Additionally, the number of times a local authority used the FSM eligibility checking system, a government provided tool, was included. The data was obtained through a freedom of information request to the DfE and only includes data for 2018. In lieu of the number of checks conducted in 2019, the data for 2018 serves as a close proxy for the engagement from each LA with the system.

After all the variables were included from the various sources, the final data frame has almost 100 variables covering economic activity, employment rates and types, religion, ethnicity, qualification levels, and other similar characteristics. The number of variables included was purposefully high to avoid limiting possible findings as this is an exploratory analysis.

Models and Outputs:

The below models are not suited for understanding causation – instead the goal is to begin to understand if we were going to predict whether an LA is under-registered, what variables would be most important in creating that prediction? “Prediction” without understanding causation can be a useful tool to understand the associated characteristics related to being under-registered. There is a policy case for understanding the variables associated with being under-registered as potential low-cost or low-effort policies could be implemented to target the areas with the identified characteristics as strong predictors of under-registration.

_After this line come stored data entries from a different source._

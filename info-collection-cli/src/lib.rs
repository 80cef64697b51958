//! info-collection CLI library

#![forbid(unsafe_code)]
#![deny(clippy::all, clippy::pedantic, clippy::nursery)]
#![warn(clippy::cargo)]
#![allow(clippy::multiple_crate_versions)]

pub mod fixtures;

pub use fixtures::{load_collections, load_config, load_contents, load_event};
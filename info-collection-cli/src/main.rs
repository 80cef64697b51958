//! info-collection CLI tool

#![forbid(unsafe_code)]
#![deny(clippy::all, clippy::pedantic, clippy::nursery)]
#![warn(clippy::cargo)]
#![allow(clippy::multiple_crate_versions)]

mod commands;

use anyhow::Result;
use clap::{Parser, Subcommand};
use commands::{ExportCommand, PreviewCommand, SendCommand};
use info_collection::observability;

#[derive(Parser)]
#[command(name = "infocollect")]
#[command(version)]
#[command(about = "Preview, send and export CMS form submissions", long_about = None)]
struct Cli {
    #[command(subcommand)]
    command: Commands,
}

#[derive(Subcommand)]
enum Commands {
    /// Render the email a submission would produce
    Preview(PreviewCommand),
    /// Run the configured actions for a submission
    Send(SendCommand),
    /// Export stored collections as CSV
    Export(ExportCommand),
}

#[tokio::main]
async fn main() -> Result<()> {
    observability::init()?;

    let cli = Cli::parse();

    match cli.command {
        Commands::Preview(cmd) => cmd.execute().await?,
        Commands::Send(cmd) => cmd.execute().await?,
        Commands::Export(cmd) => cmd.execute().await?,
    }

    Ok(())
}
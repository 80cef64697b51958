//! Email backend implementations
//!
//! - **SMTP**: send through an SMTP relay (production)
//! - **Console**: log emails instead of sending them (development)

pub mod console;
pub mod smtp;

To identify important characteristics related to under-registration for free school meals, a correlation was run to see the relationship between the variables and the continuous outcome of under-registration. The 15 variables with the highest absolute correlations with under-registration are listed in figure 2.

A LASSO model was run to identify important features for predicting the outcome of the under-registered variable. A LASSO model is a linear regression model with an added penalty term which pushes coefficients to zero if they are not important enough for the model to keep to improve predictions. In this case, the LASSO model returned only 22 non-zero variables out of the original 96 variables available to the model. The LASSO model is concerned primarily with including variables that will provide a more accurate prediction, but the model is not suitable for identifying causal relationships. The 15 most important variables according to this model are included in the table below.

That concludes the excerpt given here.